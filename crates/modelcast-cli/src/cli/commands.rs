//! # CLI Layer
//!
//! The only place that:
//! - Knows about terminal I/O (stdout, stderr, stdin)
//! - Installs the tracing subscriber
//! - Loads configuration and definition files
//! - Turns library errors into user-facing listings
//!
//! ## Responsibilities
//!
//! 1. **Argument Parsing**: Convert shell arguments into typed commands via clap
//! 2. **Context Setup**: Resolve config and load the definition set
//! 3. **Dispatch**: Route each command to its handler
//! 4. **Output Formatting**: JSON and listings via `render`

use super::render;
use super::setup::{Cli, Commands};
use anyhow::{anyhow, Context, Result};
use clap::Parser;
use modelcast::{
    AttributeFilter, DefinitionSet, ModelClass, ModelError, ModelInstance, ModelcastConfig,
    SchemaEmitter, Value,
};
use std::fs;
use std::io::{self, Read};
use std::path::Path;
use tracing::debug;
use tracing_subscriber::EnvFilter;

struct AppContext {
    definitions: DefinitionSet,
    pretty: bool,
}

pub fn run() -> Result<()> {
    let cli = Cli::parse();
    init_tracing(cli.verbose);

    let ctx = create_context(&cli)?;

    match cli.command {
        Commands::List => handle_list(&ctx),
        Commands::Schema { model } => handle_schema(&ctx, &model),
        Commands::Cast {
            model,
            input,
            only,
            except,
        } => handle_cast(&ctx, &model, input.as_deref(), only, except),
        Commands::Validate { model, input } => handle_validate(&ctx, &model, input.as_deref()),
        Commands::Show { model, input } => handle_show(&ctx, &model, input.as_deref()),
    }
}

/// `RUST_LOG` wins; otherwise warnings only, or debug with `--verbose`.
fn init_tracing(verbose: bool) {
    let fallback = if verbose { "debug" } else { "warn" };
    tracing_subscriber::fmt()
        .with_env_filter(
            EnvFilter::try_from_default_env().unwrap_or_else(|_| EnvFilter::new(fallback)),
        )
        .with_writer(io::stderr)
        .with_target(false)
        .init();
}

fn create_context(cli: &Cli) -> Result<AppContext> {
    let config = ModelcastConfig::load(cli.config.as_deref())
        .context("Failed to load configuration")?;

    let path = cli
        .defs
        .clone()
        .or_else(|| config.definitions.clone())
        .ok_or_else(|| {
            anyhow!("No definition file given (use --defs or set MODELCAST_DEFINITIONS)")
        })?;

    let mut definitions = DefinitionSet::new().with_time_format(config.time_format.clone());
    definitions
        .extend_from_path(&path)
        .with_context(|| format!("Failed to load definitions from {}", path.display()))?;
    debug!(
        path = %path.display(),
        models = definitions.len(),
        pretty = config.pretty,
        "definitions loaded"
    );

    Ok(AppContext {
        definitions,
        pretty: config.pretty && !cli.compact,
    })
}

fn handle_list(ctx: &AppContext) -> Result<()> {
    print!("{}", render::model_list(&ctx.definitions));
    Ok(())
}

fn handle_schema(ctx: &AppContext, model: &str) -> Result<()> {
    let class = lookup(ctx, model)?;
    let schema = SchemaEmitter::new().serialize_model(class);
    println!("{}", render::json(&schema.to_json(), ctx.pretty)?);
    Ok(())
}

fn handle_cast(
    ctx: &AppContext,
    model: &str,
    input: Option<&Path>,
    only: Vec<String>,
    except: Vec<String>,
) -> Result<()> {
    let instance = read_instance(ctx, model, input)?;
    let filter = if only.is_empty() {
        AttributeFilter::except(except)
    } else {
        AttributeFilter::only(only).and_except(except)
    };

    let serialized = instance
        .to_h_filtered(&filter)
        .map_err(|error| report(model, error))?;
    println!(
        "{}",
        render::json(&render::serialized_json(serialized)?, ctx.pretty)?
    );
    Ok(())
}

fn handle_validate(ctx: &AppContext, model: &str, input: Option<&Path>) -> Result<()> {
    let instance = read_instance(ctx, model, input)?;
    instance.validate().map_err(|error| report(model, error))?;
    print!("{}", render::valid(model));
    Ok(())
}

fn handle_show(ctx: &AppContext, model: &str, input: Option<&Path>) -> Result<()> {
    let instance = read_instance(ctx, model, input)?;
    let text = instance.to_s().map_err(|error| report(model, error))?;
    println!("{text}");
    Ok(())
}

fn lookup<'a>(ctx: &'a AppContext, model: &str) -> Result<&'a ModelClass> {
    ctx.definitions
        .get(model)
        .ok_or_else(|| anyhow!("Unknown model: {model}"))
}

/// Read the JSON document and build an (unvalidated) instance from it.
fn read_instance(ctx: &AppContext, model: &str, input: Option<&Path>) -> Result<ModelInstance> {
    let class = lookup(ctx, model)?;
    let text = read_input(input)?;
    let json: serde_json::Value = serde_json::from_str(&text).context("Input is not valid JSON")?;
    ModelInstance::from_value(class, Value::from(json)).map_err(|error| report(model, error))
}

fn read_input(input: Option<&Path>) -> Result<String> {
    match input {
        Some(path) if path != Path::new("-") => fs::read_to_string(path)
            .with_context(|| format!("Failed to read {}", path.display())),
        _ => {
            let mut text = String::new();
            io::stdin()
                .read_to_string(&mut text)
                .context("Failed to read stdin")?;
            Ok(text)
        }
    }
}

/// Lists compound failures on stderr; the returned error carries the summary.
fn report(model: &str, error: ModelError) -> anyhow::Error {
    match error {
        ModelError::Compound(errors) => {
            eprint!("{}", render::error_listing(model, &errors));
            anyhow!("{model} is invalid")
        }
        other => other.into(),
    }
}
//! # Modelcast Architecture
//!
//! Modelcast gives loosely-typed data (JSON, config files, datastore rows) a
//! typed model on top: attributes are declared once per class, cast lazily
//! per instance, serialized back to plain data, and described as schema
//! documents.
//!
//! ## Layers
//!
//! ```text
//! ┌─────────────────────────────────────────────────────────────┐
//! │  Declaration (class.rs, attribute.rs, definition.rs)        │
//! │  - Attribute registry per class, built once, then frozen    │
//! │  - Inheritance by snapshot + append                         │
//! │  - Data-driven declarations from TOML / JSON                │
//! └─────────────────────────────────────────────────────────────┘
//!                              │
//!                              ▼
//! ┌─────────────────────────────────────────────────────────────┐
//! │  Resolution (instance.rs, types/)                           │
//! │  - Raw input checked against the registry on construction   │
//! │  - Per-attribute write-once cache                           │
//! │  - Cast pipeline + aggregate validation                     │
//! └─────────────────────────────────────────────────────────────┘
//!                              │
//!                              ▼
//! ┌─────────────────────────────────────────────────────────────┐
//! │  Output (serialize.rs, filter.rs, schema.rs)                │
//! │  - Plain-data serialization with only/except projection     │
//! │  - Schema documents with pluggable type renderers           │
//! └─────────────────────────────────────────────────────────────┘
//! ```
//!
//! ## Example
//!
//! ```
//! use modelcast::{types, ModelClass, ModelInstance, Value};
//!
//! let range = ModelClass::builder("Range")
//!     .typed("min", types::integer())?
//!     .typed("max", types::integer())?
//!     .build();
//!
//! let instance = ModelInstance::new(&range, [("min", "1"), ("max", "10")])?;
//! assert_eq!(instance.get("max")?, Value::Integer(10));
//! assert_eq!(instance.to_s()?, "Range[min: 1, max: 10]");
//! # Ok::<(), modelcast::ModelError>(())
//! ```
//!
//! ## No I/O in the Core
//!
//! Everything except [`definition`] and [`config`] is pure: no files, no
//! terminal, no globals beyond the root [`ModelClass::base`] class. The
//! `modelcast` binary is a thin client over this crate.

pub mod attribute;
pub mod class;
pub mod config;
pub mod definition;
pub mod error;
pub mod filter;
pub mod instance;
pub mod schema;
pub mod serialize;
pub mod types;
pub mod value;

pub use attribute::{Attribute, AttributeOptions, DefaultValue};
pub use class::{Accessor, ModelClass, ModelClassBuilder, Shorthand};
pub use config::ModelcastConfig;
pub use definition::{DefinitionSet, ModelDefinition};
pub use error::{CastError, CompoundError, DefinitionError, ModelError, Result};
pub use filter::AttributeFilter;
pub use instance::{ModelInstance, Serialized};
pub use schema::{serialize_model, AttributeSchema, ModelSchema, SchemaEmitter, TypeRenderer, TypeSchema};
pub use serialize::{serialize_value, to_json};
pub use types::{CastType, TypeDescriptor};
pub use value::{Key, Map, Value};
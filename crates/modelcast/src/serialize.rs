//! Serialization of resolved values to plain data.
//!
//! [`serialize_value`] normalizes a resolved value the way `to_h` reports it:
//! nested instances become maps, containers are walked element by element,
//! map keys are normalized to identifier form, and scalar formatting is left
//! to the attribute's type (e.g. a time type renders with its format).
//!
//! The serde impls below bridge values and instances into any serde data
//! format. Symbols and patterns become strings, times become RFC 3339 text.

use serde::de::{Deserialize, Deserializer};
use serde::ser::{Error as _, Serialize, SerializeMap, SerializeSeq, Serializer};

use crate::error::Result;
use crate::instance::ModelInstance;
use crate::types::TypeDescriptor;
use crate::value::{Key, Map, Value};

/// Normalize a resolved value, guided by the type it was cast with.
pub fn serialize_value(value: &Value, type_: Option<&TypeDescriptor>) -> Result<Value> {
    if let Some(formatted) = type_.and_then(|type_| type_.format_value(value)) {
        return Ok(formatted);
    }

    match value {
        Value::Model(instance) => Ok(Value::Map(
            instance
                .to_h()?
                .into_iter()
                .map(|(name, value)| (Key::Ident(name), value))
                .collect(),
        )),
        Value::Array(items) => {
            let item_type = type_.and_then(TypeDescriptor::item_type);
            items
                .iter()
                .map(|item| serialize_value(item, item_type))
                .collect::<Result<Vec<_>>>()
                .map(Value::Array)
        }
        Value::Map(map) => {
            let value_type = type_.and_then(TypeDescriptor::value_type);
            map.iter()
                .map(|(key, item)| Ok((key.to_ident(), serialize_value(item, value_type)?)))
                .collect::<Result<Map>>()
                .map(Value::Map)
        }
        other => Ok(other.clone()),
    }
}

impl Value {
    /// JSON rendering of this value; nested instances are serialized first.
    pub fn to_json(&self) -> Result<serde_json::Value> {
        Ok(match self {
            Value::Null => serde_json::Value::Null,
            Value::Bool(value) => serde_json::Value::Bool(*value),
            Value::Integer(value) => serde_json::Value::from(*value),
            Value::Float(value) => serde_json::Number::from_f64(*value)
                .map(serde_json::Value::Number)
                .unwrap_or(serde_json::Value::Null),
            Value::String(text) | Value::Symbol(text) => serde_json::Value::String(text.clone()),
            Value::Regexp(regex) => serde_json::Value::String(regex.as_str().to_string()),
            Value::Time(time) => serde_json::Value::String(time.to_rfc3339()),
            Value::Array(items) => serde_json::Value::Array(
                items
                    .iter()
                    .map(Value::to_json)
                    .collect::<Result<Vec<_>>>()?,
            ),
            Value::Map(map) => serde_json::Value::Object(
                map.iter()
                    .map(|(key, item)| Ok((key.name().to_string(), item.to_json()?)))
                    .collect::<Result<serde_json::Map<_, _>>>()?,
            ),
            Value::Model(instance) => to_json(instance)?,
        })
    }
}

/// JSON rendering of an instance's serialized form.
pub fn to_json(instance: &ModelInstance) -> Result<serde_json::Value> {
    let object = instance
        .to_h()?
        .into_iter()
        .map(|(name, value)| Ok((name, value.to_json()?)))
        .collect::<Result<serde_json::Map<_, _>>>()?;
    Ok(serde_json::Value::Object(object))
}

impl Serialize for Value {
    fn serialize<S: Serializer>(&self, serializer: S) -> std::result::Result<S::Ok, S::Error> {
        match self {
            Value::Null => serializer.serialize_unit(),
            Value::Bool(value) => serializer.serialize_bool(*value),
            Value::Integer(value) => serializer.serialize_i64(*value),
            Value::Float(value) => serializer.serialize_f64(*value),
            Value::String(text) | Value::Symbol(text) => serializer.serialize_str(text),
            Value::Regexp(regex) => serializer.serialize_str(regex.as_str()),
            Value::Time(time) => serializer.serialize_str(&time.to_rfc3339()),
            Value::Array(items) => {
                let mut seq = serializer.serialize_seq(Some(items.len()))?;
                for item in items {
                    seq.serialize_element(item)?;
                }
                seq.end()
            }
            Value::Map(map) => {
                let mut out = serializer.serialize_map(Some(map.len()))?;
                for (key, item) in map {
                    out.serialize_entry(key.name(), item)?;
                }
                out.end()
            }
            Value::Model(instance) => instance.serialize(serializer),
        }
    }
}

impl Serialize for ModelInstance {
    fn serialize<S: Serializer>(&self, serializer: S) -> std::result::Result<S::Ok, S::Error> {
        let serialized = self.to_h().map_err(S::Error::custom)?;
        let mut out = serializer.serialize_map(Some(serialized.len()))?;
        for (name, value) in &serialized {
            out.serialize_entry(name, value)?;
        }
        out.end()
    }
}

impl Serialize for Key {
    fn serialize<S: Serializer>(&self, serializer: S) -> std::result::Result<S::Ok, S::Error> {
        serializer.serialize_str(self.name())
    }
}

/// Deserialized maps carry textual keys, like any other external input.
impl<'de> Deserialize<'de> for Value {
    fn deserialize<D: Deserializer<'de>>(deserializer: D) -> std::result::Result<Self, D::Error> {
        serde_json::Value::deserialize(deserializer).map(Value::from)
    }
}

What the task requires: Your response should be made up of the lines in the data that contain the word "stdin".

Solution to this task:
//! - Knows about terminal I/O (stdout, stderr, stdin)
            io::stdin()
                .context("Failed to read stdin")?;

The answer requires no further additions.